Best of all, this connection I'll be making to the AT inserts me at my overall favorite Appalachian Trail location - the Roan High Balds (my previous blog report - this link - is among the most viewed on this blog).

As you can tell, my previous visit was in winter - February 2012.  Stay tuned as I revisit these distinctive high wild places in an entirely different season.

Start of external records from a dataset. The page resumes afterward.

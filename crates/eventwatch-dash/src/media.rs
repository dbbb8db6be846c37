//! MediaSelector: decides what the preview pane shows.
//!
//! Priority, highest first:
//!   1. selected event with a resolved clip URL   → `PlayingClip`
//!   2. selected event, resolution pending/failed → `Connecting` / `ClipError`
//!   3. live stream address known                 → `LiveImage`
//!   4. otherwise                                 → `Connecting`
//!
//! Clip URLs resolve asynchronously.  Every selection change bumps
//! `generation`; a resolution carries the generation it was started under and
//! its completion is applied only if that is still current.  The request
//! itself is never aborted, its result is just dropped.

use eventwatch_proto::protocol::Event;
use serde::Serialize;
use tracing::{debug, info, warn};

#[derive(Debug, Clone, PartialEq, Eq, Serialize)]
#[serde(tag = "kind", content = "value", rename_all = "snake_case")]
pub enum ResolvedMedia {
    PlayingClip(String),
    LiveImage(String),
    Connecting,
    ClipError(String),
}

/// A clip resolution the caller must perform and report back through
/// [`MediaSelector::complete`].
#[derive(Debug, Clone, PartialEq, Eq)]
pub struct ResolveRequest {
    pub generation: u64,
    pub event_id: i64,
    pub clip_reference: String,
}

#[derive(Debug, Clone, PartialEq, Eq)]
enum Resolution {
    Pending,
    Resolved(String),
    Failed(String),
}

#[derive(Debug, Clone)]
struct Selected {
    event_id: i64,
    resolution: Resolution,
}

#[derive(Debug, Default)]
pub struct MediaSelector {
    selected: Option<Selected>,
    generation: u64,
    live_url: Option<String>,
}

impl MediaSelector {
    pub fn new() -> Self {
        Self::default()
    }

    pub fn selected_id(&self) -> Option<i64> {
        self.selected.as_ref().map(|s| s.event_id)
    }

    /// Change the selection.  Returns the resolution to start, if any.
    ///
    /// Re-selecting the current event is a no-op unless its last
    /// resolution failed, in which case it is attempted again.
    pub fn select(&mut self, event: Option<&Event>) -> Option<ResolveRequest> {
        let Some(event) = event else {
            if self.selected.take().is_some() {
                self.generation += 1;
                debug!("media: deselected (gen {})", self.generation);
            }
            return None;
        };

        if let Some(current) = &self.selected {
            if current.event_id == event.id
                && !matches!(current.resolution, Resolution::Failed(_))
            {
                return None;
            }
        }

        self.generation += 1;
        info!(
            "media: selected event {} (gen {}), resolving {}",
            event.id, self.generation, event.clip_reference
        );
        self.selected = Some(Selected {
            event_id: event.id,
            resolution: Resolution::Pending,
        });
        Some(ResolveRequest {
            generation: self.generation,
            event_id: event.id,
            clip_reference: event.clip_reference.clone(),
        })
    }

    /// Report a finished resolution.  Returns `true` if it was applied,
    /// `false` if it belonged to a superseded selection.
    pub fn complete(&mut self, generation: u64, result: Result<String, String>) -> bool {
        if generation != self.generation {
            debug!(
                "media: discarding stale resolution (gen {} != current {})",
                generation, self.generation
            );
            return false;
        }
        let Some(selected) = self.selected.as_mut() else {
            return false;
        };
        selected.resolution = match result {
            Ok(url) => {
                info!("media: clip for event {} ready: {}", selected.event_id, url);
                Resolution::Resolved(url)
            }
            Err(message) => {
                warn!("media: clip for event {} failed: {}", selected.event_id, message);
                Resolution::Failed(message)
            }
        };
        true
    }

    /// Update the live stream address.  Returns `true` if it changed.
    pub fn set_live_url(&mut self, url: Option<String>) -> bool {
        if self.live_url == url {
            return false;
        }
        debug!("media: live url {:?} → {:?}", self.live_url, url);
        self.live_url = url;
        true
    }

    pub fn current(&self) -> ResolvedMedia {
        if let Some(selected) = &self.selected {
            return match &selected.resolution {
                Resolution::Resolved(url) => ResolvedMedia::PlayingClip(url.clone()),
                Resolution::Pending => ResolvedMedia::Connecting,
                Resolution::Failed(msg) => ResolvedMedia::ClipError(msg.clone()),
            };
        }
        match &self.live_url {
            Some(url) => ResolvedMedia::LiveImage(url.clone()),
            None => ResolvedMedia::Connecting,
        }
    }
}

Here's a map of the combined hikes from yesterday and today, with link to lots more photos:

Linn Cove Viaduct and Rough Ridge at EveryTrail
EveryTrail - Find the best Hiking in North Carolina


  1. I recently made a similar connection to what you're doing on my High Country Loop hike. Instead of picking up the AT near the Overmountain Shelter (which is what I assume you're doing), I picked it up at 19E. I left the MST via the Daniel Boone Scout Trail to the Profile Trail to take me up and over Grandfather Mountain. Then I did the roadwalk through Banner Elk to Elk Park and the AT.

    I've really been enjoying following along!

    1. Adam - that's a great alternative to the route I chose and might be combined with my route for an even more interesting route. I bypassed Grandfather Mountain but passed the entrance gate on US 212 then took back roads - Old Yanalossee Road, Old Montezuma Road, Squirrel Creek Road and finally Roaring Creek Road to Yellow Mountain Gap - yes, at the Overmountain Shelter. Check my next blog entry for the report on the rest of that route, and thanks for your input :-)

  2. US 212 should be US 221, sorry for the typo

    1. Quite alright. I knew exactly what you were talking about.

      The route you took was my possible alternate to the one I took. When I was planning the route I looked at both and decided to choose my route because it got me back on trail quicker- a 14 mile road walk as opposed to the ~22 mile road walk. It also allowed me to hike over Hump and Little Hump Mountains, which is always a good time.

      Where to now that you've hit the AT? SOBO? Will you head south to Clingmans and pick up the MST back to 221? Or, do you have something else entirely planned?

    2. And I considered the route you took as my possible alternative - in fact it was my original plan to go that way, but the sketchy parking situation at 19E (high vandalism) and the lure of walking some less traveled roads swayed me.

      Next I'll do an out and back to Hump Mtn and go as far as Carver's Gap in the other direction. But then I'm going to get off the trail, head back to Topsail Island and give my full attention to launching my debut novel - 'Out of Crystal Ice' - see the side bar here for more info. The publisher has finished their edit and we'll be finalizing the details, cover, layout, etc. Then there's the book launch/release and all that associated hubbub.

      As far as hiking, I'll be hiking the beach as much as possible, which I always love. Then I need to spend some time up in MD later in the summer and/or fall and hope to make my Personal Continuous Footpath connection from there to State College, PA while I'm in that vicinity.